Samsung Behold 2 SGH-T939
- Manufacturer: Samsung
- Availability by region: US November 18, 2009
- Predecessor: Samsung Behold
- Compatible networks: GSM850, GSM900, GSM1800, GSM1900, UMTS900, UMTS1700, UMTS2100
- Form factor: Candybar / PDA
- Weight: 119 g (4.2 oz)
- Operating system: Android 1.5 Cupcake
- Storage: 200 MB built-in; up to 16 GB via microSD expansion
- Removable storage: microSDHC
- Battery: 1500 mAh
- Rear camera: 5.0-megapixel
- Display: 3.2 inches Touchscreen
- Connectivity: Full HTML Browser, Bluetooth 2.1, USB
- Data inputs: Virtual QWERTY touchpad

= Samsung Behold II =

Android smartphone developed by Samsung

The Samsung Behold II is a touch-screen, 3G-compatible smartphone with a 5.0-megapixel camera. The Samsung Behold II is powered by the Android OS, making it the fourth Android powered phone by T-Mobile USA. Other Android powered phones by T-Mobile are the G1 (HTC Dream), myTouch 3G (HTC Magic), and the Motorola CLIQ. It was released on November 18, 2009. On May 27, 2010, Samsung announced that Android 1.6 "Donut" would be the final firmware release for the device.

==Design==
The Samsung Behold II is the updated version of the Samsung Behold. The Samsung Behold and the Samsung Behold II are both candybar style mobile phones with a touch screen. The Samsung Behold II has a 3.2 inch Active-matrix OLED touchscreen with HVGA resolution that works with the TouchWiz interface. With this touch screen and interface one can customize three different home screens with widgets and shortcuts, and a “cube menu”, which provides access to six multimedia features: music, photos, videos, Internet, YouTube and Amazon MP3.

==Interface==

The Behold II uses Samsung's TouchWiz user interface. This interface has been used with multiple Samsung touch screen phones on different companies such as the Samsung eternity. This interface allows the users to personalize their phone in the way they choose by changing how their home screens look by adding widgets. The Samsung Behold II has three home screens, the main screen and then a screen if the user were to slide their finger across their screen to the right and also to the left. As stated on Samsung's website: The 'drag and drop' user interface allows the users to have shortcuts on their home screens which in turn gives them quick access to some of their most used applications. The Behold II has a menu of widgets that once placed on the home screen, they can display useful functions such as a clock, the radio player, music player, and even personal elements ranging from photos to birthday reminders. Samsung has tactile technology which can give users a tangible vibration feedback sensation when the screen is touched.
However, when Samsung created the TouchWiz UI on top of Android, they did not limit the UI for allowing users from stacking app icons on top of each other.

==Camera==
The Samsung Behold II comes equipped with a 5.0-megapixel camera. This camera has a few specific features ranging in having an autofocus feature, a flash, and the ability to do video recording.

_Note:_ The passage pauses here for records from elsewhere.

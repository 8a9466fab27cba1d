// Copyright 2026 the Spacefill Authors
// SPDX-License-Identifier: Apache-2.0 OR MIT

//! Spacefill Curve: discrete Hilbert space-filling curves in 2, 3, and 4
//! dimensions.
//!
//! A Hilbert curve of order `k` visits every cell of the `[0, 2^k)^n` grid
//! exactly once, and cells at consecutive positions along the curve are
//! always axis-adjacent. That makes the curve position a locality-preserving
//! linearization: values that are close on the curve are close in space, so
//! sorting spatial data by curve position is a cheap way to cluster it.
//!
//! One type per dimension ([`Hilbert2D`], [`Hilbert3D`], [`Hilbert4D`])
//! implements the [`SpaceFilling`] trait, which maps coordinates to curve
//! positions ([`curve`](SpaceFilling::curve)) and back
//! ([`space`](SpaceFilling::space)).
//!
//! # Example
//!
//! ```
//! use spacefill_curve::{Hilbert2D, SpaceFilling};
//!
//! let h = Hilbert2D::new(3);
//!
//! // `curve` uses its argument as scratch space; pass a copy if the
//! // coordinate is needed afterwards.
//! let mut v = [7, 7];
//! assert_eq!(h.curve(&mut v), 0x2A);
//!
//! // `space` is the exact inverse.
//! assert_eq!(h.space(0x2A), vec![7, 7]);
//! ```
//!
//! # Limits
//!
//! Curve positions are `usize`, so an order-`k` curve in `n` dimensions
//! requires `n * k < usize::BITS`. On a 32-bit target the 2D curve breaks at
//! order 16, the 3D curve at order 11, and the 4D curve at order 8.

#![no_std]

extern crate alloc;

pub mod hilbert;
mod ops;

pub use hilbert::{Hilbert2D, Hilbert3D, Hilbert4D, SpaceFilling};
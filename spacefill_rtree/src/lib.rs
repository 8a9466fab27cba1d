// Copyright 2026 the Spacefill Authors
// SPDX-License-Identifier: Apache-2.0 OR MIT

//! Spacefill R-tree: a height-balanced spatial index over axis-aligned
//! bounding boxes, split along Hilbert curves.
//!
//! - Insert values carrying an axis-aligned bounding box of any dimension.
//! - Search with a visitor that prunes subtrees and collects matches; the
//!   stock [`OverlapKeeper`] gathers everything overlapping a query region.
//! - Overflowing nodes are partitioned by a pluggable [`Pivot`]; the default
//!   [`HilbertPivot`] orders contents along a Hilbert curve
//!   (via [`spacefill_curve`]) so each half of a split stays spatially
//!   coherent. The default covers 2-, 3-, and 4-dimensional data; other
//!   dimensions need an explicit pivot.
//!
//! Client types participate through small capability traits: [`Point`] for
//! coordinates, [`Bounded`] for anything with a box. A [`Bounding`] is
//! itself `Bounded`, so plain boxes can be indexed directly.
//!
//! # Example
//!
//! ```
//! use spacefill_rtree::{Bounding, OverlapKeeper, Tree};
//!
//! let mut tree: Tree<Bounding> = Tree::new();
//! tree.insert(Bounding::new(&[0.0, 0.0], &[1.0, 1.0])).unwrap();
//! tree.insert(Bounding::new(&[2.0, 2.0], &[3.0, 3.0])).unwrap();
//! tree.insert(Bounding::new(&[8.0, 8.0], &[9.0, 9.0])).unwrap();
//!
//! let mut keeper = OverlapKeeper::new(Bounding::new(&[0.5, 0.5], &[2.5, 2.5]));
//! tree.search(&mut keeper);
//! assert_eq!(keeper.items.len(), 2);
//! ```
//!
//! # Scope
//!
//! The tree is insert-and-search only: no deletion, no bulk loading, no
//! nearest-neighbor queries, and no persistence. A tree is exclusively owned
//! by its user; shared readers of an unchanging tree are fine, concurrent
//! mutation is not supported. An item's bounds must not change while it is
//! indexed.

#![no_std]

extern crate alloc;

#[cfg(test)]
extern crate std;

pub mod keeper;
pub mod pivot;
pub mod tree;
pub mod types;

#[cfg(test)]
mod proptests;

pub use keeper::{Keeper, OverlapKeeper};
pub use pivot::{HilbertPivot, Pivot};
pub use tree::{Branch, DEFAULT_FILL_LEVEL, InsertError, Leaf, Node, Options, Tree};
pub use types::{Bounded, BoundedSet, Bounding, Point, Vector};
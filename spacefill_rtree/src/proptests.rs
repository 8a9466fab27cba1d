// Copyright 2026 the Spacefill Authors
// SPDX-License-Identifier: Apache-2.0 OR MIT

//! Model-based tests: the tree must answer overlap queries exactly like a
//! brute-force scan over the same items.

use std::collections::BTreeSet;
use std::vec::Vec;

use proptest::prelude::*;

use crate::keeper::OverlapKeeper;
use crate::tree::{Node, Options, Tree};
use crate::types::{Bounded, Bounding, SliceRef, Vector, tight_bounds};

#[derive(Clone, Debug, PartialEq)]
struct Item {
    id: usize,
    bounds: Bounding,
}

impl Bounded for Item {
    fn bounds(&self) -> Bounding {
        self.bounds.clone()
    }
}

/// A box from per-axis (origin, width) pairs; widths are non-negative so the
/// min/max invariant holds by construction.
fn to_box(axes: Vec<(f64, f64)>) -> Bounding {
    let (min, max): (Vec<f64>, Vec<f64>) =
        axes.into_iter().map(|(lo, w)| (lo, lo + w)).unzip();
    Bounding {
        min: Vector(min),
        max: Vector(max),
    }
}

fn boxes(dims: usize, max_len: usize) -> impl Strategy<Value = Vec<Bounding>> {
    prop::collection::vec(
        prop::collection::vec((-100.0f64..100.0, 0.0f64..20.0), dims),
        1..max_len,
    )
    .prop_map(|raw| raw.into_iter().map(to_box).collect())
}

fn query(dims: usize) -> impl Strategy<Value = Bounding> {
    prop::collection::vec((-120.0f64..120.0, 0.0f64..80.0), dims).prop_map(to_box)
}

fn build(boxes: Vec<Bounding>, fill_level: usize) -> (Tree<Item>, Vec<Item>) {
    let mut tree = Tree::with_options(Options {
        fill_level,
        pivot: None,
    });
    let items: Vec<Item> = boxes
        .into_iter()
        .enumerate()
        .map(|(id, bounds)| Item { id, bounds })
        .collect();
    for item in &items {
        tree.insert(item.clone()).unwrap();
    }
    (tree, items)
}

/// Tight bounds, fill bound, and uniform leaf depth, recursively.
fn check_node(node: &Node<Item>, fill_level: usize, depth: usize, leaf_depth: &mut Option<usize>) {
    match node {
        Node::Leaf(leaf) => {
            let tight = tight_bounds(&SliceRef(leaf.values()));
            assert_eq!(tight.as_ref(), Some(leaf.bounds()));
            assert!(!leaf.is_empty() && leaf.len() <= 2 * fill_level);
            match *leaf_depth {
                Some(d) => assert_eq!(d, depth),
                None => *leaf_depth = Some(depth),
            }
        }
        Node::Branch(branch) => {
            let tight = tight_bounds(&SliceRef(branch.children()));
            assert_eq!(tight.as_ref(), Some(branch.bounds()));
            let fan = branch.children().len();
            assert!(fan >= 1 && fan <= 2 * fill_level);
            for child in branch.children() {
                check_node(child, fill_level, depth + 1, leaf_depth);
            }
        }
    }
}

proptest! {
    #[test]
    fn search_matches_linear_scan(
        boxes in boxes(3, 48),
        region in query(3),
        fill_level in 1usize..5,
    ) {
        let (tree, items) = build(boxes, fill_level);
        prop_assert_eq!(tree.len(), items.len());

        let mut keeper = OverlapKeeper::new(region.clone());
        tree.search(&mut keeper);

        let got: BTreeSet<usize> = keeper.items.iter().map(|i| i.id).collect();
        let want: BTreeSet<usize> = items
            .iter()
            .filter(|i| region.overlaps(&i.bounds))
            .map(|i| i.id)
            .collect();
        prop_assert_eq!(got, want);
    }

    #[test]
    fn invariants_hold_after_inserts(
        boxes in boxes(2, 48),
        fill_level in 1usize..5,
    ) {
        let (tree, items) = build(boxes, fill_level);
        prop_assert_eq!(tree.len(), items.len());
        if let Some(root) = &tree.root {
            let mut leaf_depth = None;
            check_node(root, tree.options.fill_level, 0, &mut leaf_depth);
        }
    }

    #[test]
    fn four_dimensional_items_use_the_default_pivot(
        boxes in boxes(4, 24),
    ) {
        let (tree, items) = build(boxes, 2);
        prop_assert_eq!(tree.len(), items.len());

        // Everything is found by a region covering the whole field.
        let mut keeper = OverlapKeeper::new(Bounding::new(
            &[-200.0; 4],
            &[200.0; 4],
        ));
        tree.search(&mut keeper);
        prop_assert_eq!(keeper.items.len(), items.len());
    }
}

==Additional information==
The Samsung Behold II is able to hold up to 16 GB of extra memory via the microSD slot. It has Bluetooth 2.1, Wi-Fi and Wi-Fi radio, GPS, and support for Google services and Exchange ActiveSync. Through Google services, the Behold II has Google Search, Google Maps, Gmail, Google Calendar, and Google Talk. The Behold II has a Chrome Lite Browser. It has an internal antenna, alarm, calendar, calculator, stopwatch, and an application for a to-do list, which can be made into widgets. The phonebook allows the user to have multiple numbers per contact. The user can also have picture ID and Ring ID for each contact if they choose. This phone has many more features such as having a speakerphone and a voice recording application.

===Bluetooth profiles===

The Behold II supports the following Bluetooth profiles:

- Headset Profile (HSP)
- Hands-Free Profile (HFP)
- Advanced Audio Distribution Profile (A2DP)
- Object Push Profile (OPP)
- Basic Printing Profile (BPP)

==Update controversy==

Despite claims made in advertisements and infomercials that the Behold II would continue to receive Android OS firmware updates, on May 27, 2010, only six months after the initial release of the device, Samsung abruptly announced that Android 1.6 "Donut" would be the last such update. This business decision by Samsung angered many users, prompting speculation that there might be a class action lawsuit.

While the Android platform itself is open source, proprietary aspects relating to this Samsung device are closed source and generally unavailable, making a third-party continuation of firmware updates impossible.